Don't we all just want a relaxing farm?
Stardew Valley (from now on simply referred to as Stardew) starts out with you, the player getting notified that you have inherited your grandfather’s property in Stardew, which happens to be a rundown plot with a ragged home and field full of rocks, weeds, and other junk. After being shown the property, you’re free to do as you wish, with very little story given to you, but it’s there.
You can either help Stardew become a flourishing community, or sell it out to a Cola company that wants to set up a factory. Besides that, the individuals in Stardew have a pit going on as well, and by befriending them, you can learn more about their plights.
Other than this though, you aren't given much direction, which can result in some confusion as to what you're supposed to be doing at all.
Stardew is done in an 8-bit style, so graphically, it’s not impressive, per say, but has a cute, old school factor that has quite the charming feel. Despite having old school graphics, the designs are still well done; water has wave motions, and leaves flow through the wind in the fall, snow during the winter, and cherry blossoms in the spring.
Music & Voice
The music is some of the best done in these farm sim style games, with a relaxing melody that really gives life to the town of Stardew. Music changes from upbeat in the Spring, to almost melancholy in the Winter, making you feel as if the world around you is aware of its own death and rebirth.
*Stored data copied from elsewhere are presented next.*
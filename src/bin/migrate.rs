use toko_oleh_oleh::{
    config::AppConfig,
    db::{create_orm_conn, run_migrations},
};

#[tokio::main]
async fn main() -> anyhow::Result<()> {
    dotenvy::dotenv().ok();
    tracing_subscriber::fmt()
        .with_env_filter(
            tracing_subscriber::EnvFilter::try_from_default_env()
                .unwrap_or_else(|_| "info,toko_oleh_oleh=debug".into()),
        )
        .init();

    let config = AppConfig::from_env()?;
    let orm = create_orm_conn(&config.database_url).await?;
    run_migrations(&orm).await?;
    tracing::info!("migrations applied");
    Ok(())
}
There’s no voice acting, so nothing to really note there.
As this is an old school game, there isn’t much to the controls. You move, switch items, and use them. Using the control stick (in default) will have you run, but using the D-pad makes you walk (though this can be changed in the settings).
If you're an achievement hunter, be prepared for hours of grinding. None of the achievements are particularly hard to obtain, but they require time, and lots of it. The achievements revolve around shipping X amount of items, shipping ALL items, making friends, and making money. The friends thing alone will require a bit of time, so if you're not ready to put AT LEAST 100 hours in to this game, either skip it (not advised), or don't worry about the achievements until later, because they will all come through natural progression (though I do suggest keeping track of what you've shipped (the game helps with this, but you should keep track too)).
While you’ll spend most of the time farming or taking care of animals, don’t forget to head to the mines and, if you’re brave enough, venture to the deepest parts of them. You’ll find both valuable ores to craft stronger tools, as well as rare equipment to make dealing with monsters easier, and relics to donate to the local museum/library/day care (kidding, but not really).
There’s plenty of events to attend as well (almost all real life events are mirrored in Stardew (minus their religious significance), so be sure to attend the festivals and contests!!
There’s so much more than I can fit in a quick review, but if you’re a fan of Harvest Moon or Rune Factory, you’ll want to check out Stardew Valley, and if you get the physical copy (same price as digital, as of writing this), you’ll get a copy of the music in the game, so I suggest getting the physical copy if possible.